Malheureuse créature, dans la fièvre du désespoir et de l’agonie, elle a vu se dresser le drame de la passion de sa vie brisée et souillée, la montée du calvaire, seule, sans un Simon de Cyrène pour soutenir sa faiblesse, la poussière du chemin voilant l’azur du ciel, le soleil de la honte brûlant ses épaules, les huées et les crachats de la vile populace, le fiel et le vinaigre des bonnes gens offerts au bout d’une pique, cette pitié dédaigneuse des âmes dissimulées plus noires, plus savamment perverses que celle de la victime.
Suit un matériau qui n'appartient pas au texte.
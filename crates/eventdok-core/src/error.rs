//! Error types for report generation

use std::path::PathBuf;

use thiserror::Error;

/// Errors that fail a single report request
///
/// Provider failures are not listed here: they are recovered locally by
/// falling back to the templated report (see [`crate::collaborator`]).
#[derive(Error, Debug)]
pub enum CoreError {
    /// Theme name not present in the registry
    #[error("Unknown theme: {0}")]
    UnknownTheme(String),

    /// Prompt template references a field the event details do not provide
    #[error("Prompt template placeholder has no value: {{{0}}}")]
    MissingTemplatePlaceholder(String),

    /// Prompt template file could not be read
    #[error("Failed to read prompt template {path}: {source}")]
    TemplateIo {
        path: PathBuf,
        #[source]
        source: std::io::Error,
    },

    /// Settings file could not be parsed
    #[error("Invalid configuration: {0}")]
    Config(#[from] toml::de::Error),

    /// Event details file could not be parsed
    #[error("Invalid event details: {0}")]
    Details(String),

    /// Error reading files
    #[error("IO error: {0}")]
    Io(#[from] std::io::Error),
}

/// Result type for core operations
pub type Result<T> = std::result::Result<T, CoreError>;
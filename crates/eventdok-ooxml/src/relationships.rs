//! Relationship parts for OOXML packages
//!
//! OOXML uses relationship files (`_rels/*.rels`) to map IDs to targets.
//! A report package has two: the package-level `_rels/.rels` and the
//! document-level `word/_rels/document.xml.rels` that links styles,
//! numbering and every embedded image.

use quick_xml::events::Event;
use quick_xml::Reader;

use crate::error::{OoxmlError, Result};

/// OOXML namespace for relationships
pub const RELATIONSHIPS_NS: &str = "http://schemas.openxmlformats.org/package/2006/relationships";

/// Common relationship type URIs
impl Relationships {
    /// Main document part
    pub const TYPE_OFFICE_DOCUMENT: &'static str =
        "http://schemas.openxmlformats.org/officeDocument/2006/relationships/officeDocument";
    /// Core document properties
    pub const TYPE_CORE_PROPERTIES: &'static str =
        "http://schemas.openxmlformats.org/package/2006/relationships/metadata/core-properties";
    /// Image relationship type
    pub const TYPE_IMAGE: &'static str =
        "http://schemas.openxmlformats.org/officeDocument/2006/relationships/image";
    /// Styles relationship type
    pub const TYPE_STYLES: &'static str =
        "http://schemas.openxmlformats.org/officeDocument/2006/relationships/styles";
    /// Numbering relationship type
    pub const TYPE_NUMBERING: &'static str =
        "http://schemas.openxmlformats.org/officeDocument/2006/relationships/numbering";
}

/// A single relationship entry
#[derive(Debug, Clone, PartialEq, Eq)]
pub struct Relationship {
    /// Relationship ID (e.g. "rId3")
    pub id: String,
    /// The relationship type URI
    pub rel_type: String,
    /// Target path, relative to the owning part
    pub target: String,
}

/// Ordered set of relationships from one .rels part
///
/// Entries keep insertion order so serialization is deterministic.
#[derive(Debug, Clone, Default)]
pub struct Relationships {
    entries: Vec<Relationship>,
    /// Highest numeric `rIdN` seen so far
    last_id: u32,
}

impl Relationships {
    /// Create an empty relationships part
    pub fn new() -> Self {
        Self::default()
    }

    /// Parse relationships from XML bytes
    pub fn parse(xml: &[u8]) -> Result<Self> {
        let mut reader = Reader::from_reader(xml);
        reader.config_mut().trim_text(true);

        let mut rels = Self::new();
        let mut buf = Vec::new();

        loop {
            match reader.read_event_into(&mut buf) {
                Ok(Event::Empty(ref e)) | Ok(Event::Start(ref e))
                    if e.local_name().as_ref() == b"Relationship" =>
                {
                    let mut id = None;
                    let mut target = None;
                    let mut rel_type = None;

                    for attr in e.attributes().filter_map(|a| a.ok()) {
                        let value = attr.unescape_value().ok().map(|s| s.to_string());
                        match attr.key.as_ref() {
                            b"Id" => id = value,
                            b"Target" => target = value,
                            b"Type" => rel_type = value,
                            _ => {}
                        }
                    }

                    if let (Some(id), Some(target)) = (id, target) {
                        if let Some(num) = extract_id_number(&id) {
                            rels.last_id = rels.last_id.max(num);
                        }
                        rels.entries.push(Relationship {
                            id,
                            rel_type: rel_type.unwrap_or_default(),
                            target,
                        });
                    }
                }
                Ok(Event::Eof) => break,
                Err(e) => return Err(OoxmlError::Xml(e)),
                _ => {}
            }
            buf.clear();
        }

        Ok(rels)
    }

    /// Add a relationship and return its generated ID
    pub fn add(&mut self, target: impl Into<String>, rel_type: impl Into<String>) -> String {
        self.last_id += 1;
        let id = format!("rId{}", self.last_id);
        self.entries.push(Relationship {
            id: id.clone(),
            rel_type: rel_type.into(),
            target: target.into(),
        });
        id
    }

    /// Serialize to a .rels part
    pub fn to_xml(&self) -> String {
        let mut xml = String::new();
        xml.push_str(r#"<?xml version="1.0" encoding="UTF-8" standalone="yes"?>"#);
        xml.push('\n');
        xml.push_str(&format!(r#"<Relationships xmlns="{}">"#, RELATIONSHIPS_NS));
        xml.push('\n');

        for rel in &self.entries {
            xml.push_str(&format!(
                "  <Relationship Id=\"{}\" Type=\"{}\" Target=\"{}\"/>\n",
                escape_xml(&rel.id),
                escape_xml(&rel.rel_type),
                escape_xml(&rel.target)
            ));
        }

        xml.push_str("</Relationships>");
        xml
    }

    /// Get the target for a relationship ID
    pub fn get(&self, id: &str) -> Option<&str> {
        self.entries
            .iter()
            .find(|r| r.id == id)
            .map(|r| r.target.as_str())
    }

    /// Relationships of one type, in insertion order
    pub fn of_type<'a>(&'a self, rel_type: &'a str) -> impl Iterator<Item = &'a Relationship> {
        self.entries.iter().filter(move |r| r.rel_type == rel_type)
    }

    /// Get the number of relationships
    pub fn len(&self) -> usize {
        self.entries.len()
    }

    /// Check if there are no relationships
    pub fn is_empty(&self) -> bool {
        self.entries.is_empty()
    }

    /// Iterate over relationships in insertion order
    pub fn iter(&self) -> impl Iterator<Item = &Relationship> {
        self.entries.iter()
    }
}

/// Extract the numeric portion from a relationship ID (e.g., "rId5" -> 5)
fn extract_id_number(id: &str) -> Option<u32> {
    id.strip_prefix("rId").and_then(|num| num.parse().ok())
}

/// Escape special XML characters in attribute values
fn escape_xml(text: &str) -> String {
    text.replace('&', "&amp;")
        .replace('<', "&lt;")
        .replace('>', "&gt;")
        .replace('"', "&quot;")
}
Et ce dernier glaive s’enfonçant dans son cœur, sa faute à elle rejaillissant sur l’enfant innocent, le marquant d’une indélébile tache, la haine du fils devenu homme contre la mère coupable, ses regards chargés de reproches, sa douloureuse surprise d’être rayé du cadastre des honnêtes gens, pour la faute d’une autre. Autant d’épines qui labourent déjà sa pauvre chair de martyre !…

Au paroxysme du délire inconscient, la malheureuse a repoussé le calice de la douleur et de l’opprobre. Meurs plutôt que de tant souffrir !…

Ange d’Isaac, que n’as tu arrêté le bras de la mère affolée, avant que le sacrifice sanglant fût accompli !…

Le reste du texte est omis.